Phase field modelling of fracture and fatigue in Shape Memory Alloys

TL;DR

This paper introduces a novel phase field model for fracture and fatigue in Shape Memory Alloys, capturing superelastic behavior and complex crack phenomena, with applications demonstrated in biomedical stents.

Contribution

The work develops a new phase field framework that models fracture and fatigue in SMAs, incorporating superelasticity and transformation effects, and demonstrates its effectiveness through various complex simulations.

Findings

Model captures main fracture features of SMAs, including toughening effects.

Able to simulate complex crack interactions and growth patterns.

Successfully applied to fatigue crack nucleation in biomedical stents.

Abstract

We present a new phase field framework for modelling fracture and fatigue in Shape Memory Alloys (SMAs). The constitutive model captures the superelastic behaviour of SMAs and damage is driven by the elastic and transformation strain energy densities. We consider both the assumption of a constant fracture energy and the case of a fracture energy dependent on the martensitic volume fraction. The framework is implemented in an implicit time integration scheme, with both monolithic and staggered solution strategies. The potential of this formulation is showcased by modelling a number of paradigmatic problems. First, a boundary layer model is used to examine crack tip fields and compute crack growth resistance curves (R-curves). We show that the model is able to capture the main fracture features associated with SMAs, including the toughening effect associated with stress-induced phase transformation.

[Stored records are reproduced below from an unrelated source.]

//! Schema 生成助手：自然语言描述 -> schema 描述文本（一次性结构化生成）

use schemars::{schema_for, JsonSchema};
use serde::{Deserialize, Serialize};
use tracing::info;

use crate::error::PlaygroundError;
use crate::llm::{ChatMessage, LlmClient, ObjectSpec, StepRequest};

/// 助手的固定输出形状：单字段 schema 文本
#[derive(Debug, Serialize, Deserialize, JsonSchema)]
pub struct DraftedSchema {
    /// A valid schema string that can be used with z.object()
    pub schema: String,
}

const SYSTEM_PROMPT: &str = r#"You are a schema generator. Given a description of data structure, generate a valid Zod schema string.

Rules:
- Output ONLY the schema code, starting with z.object({...})
- Use appropriate Zod types: z.string(), z.number(), z.boolean(), z.array(), z.object(), z.enum([])
- Add .describe() to fields to help the AI understand what data to extract
- Keep schemas reasonably simple and focused
- Use snake_case or camelCase consistently for field names

Example output for "product with name and price":
z.object({
  name: z.string().describe("Product name"),
  price: z.number().describe("Product price in USD"),
  currency: z.string().default("USD"),
})"#;

/// 由自然语言描述生成 schema 描述文本
pub async fn draft_schema(
    client: &dyn LlmClient,
    model: &str,
    description: &str,
) -> Result<String, PlaygroundError> {
    if description.trim().is_empty() {
        return Err(PlaygroundError::MissingPrompt);
    }

    let req = StepRequest::new(
        model,
        vec![
            ChatMessage::System(SYSTEM_PROMPT.to_string()),
            ChatMessage::User(format!("Generate a Zod schema for: {description}")),
        ],
    );
    let schema_value = serde_json::to_value(schema_for!(DraftedSchema))
        .map_err(|e| PlaygroundError::MalformedOutput(e.to_string()))?;
    let spec = ObjectSpec {
        name: "drafted_schema".to_string(),
        schema: Some(schema_value),
    };

    let object = client.complete_object(&req, &spec).await?;
    let drafted: DraftedSchema = serde_json::from_value(object)
        .map_err(|e| PlaygroundError::MalformedOutput(e.to_string()))?;

    info!(model, chars = drafted.schema.len(), "schema drafted");
    Ok(drafted.schema)
}

#[cfg(test)]
mod tests {
    use super::*;
    use crate::llm::ScriptedLlmClient;
    use serde_json::json;

    #[tokio::test]
    async fn test_draft_returns_schema_string() {
        let client = ScriptedLlmClient::new(vec![])
            .with_objects(vec![json!({"schema": "z.object({ name: z.string() })"})]);
        let schema = draft_schema(&client, "openai/gpt-oss-120b", "a person with a name")
            .await
            .unwrap();
        assert_eq!(schema, "z.object({ name: z.string() })");

        let seen = client.seen_requests();
        assert_eq!(seen.len(), 1);
        assert!(matches!(
            &seen[0].messages[0],
            ChatMessage::System(s) if s.contains("schema generator")
        ));
        assert!(matches!(
            &seen[0].messages[1],
            ChatMessage::User(u) if u.contains("a person with a name")
        ));
    }

    #[tokio::test]
    async fn test_blank_description_rejected() {
        let client = ScriptedLlmClient::new(vec![]);
        let err = draft_schema(&client, "m", "  ").await.unwrap_err();
        assert!(matches!(err, PlaygroundError::MissingPrompt));
    }

    #[tokio::test]
    async fn test_wrong_shape_is_malformed_output() {
        let client = ScriptedLlmClient::new(vec![]).with_objects(vec![json!({"nope": 1})]);
        let err = draft_schema(&client, "m", "anything").await.unwrap_err();
        assert!(matches!(err, PlaygroundError::MalformedOutput(_)));
    }
}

Insight is gained into the role of temperature, material strength, crack density function and fracture energy homogenisation. Secondly, several 2D and 3D boundary value problems are addressed, demonstrating the capabilities of the model in capturing complex cracking phenomena in SMAs, such as unstable crack growth, mixed-mode fracture or the interaction between several cracks. Finally, the model is extended to fatigue and used to capture crack nucleation and propagation in biomedical stents, a paradigmatic application of nitinol SMAs.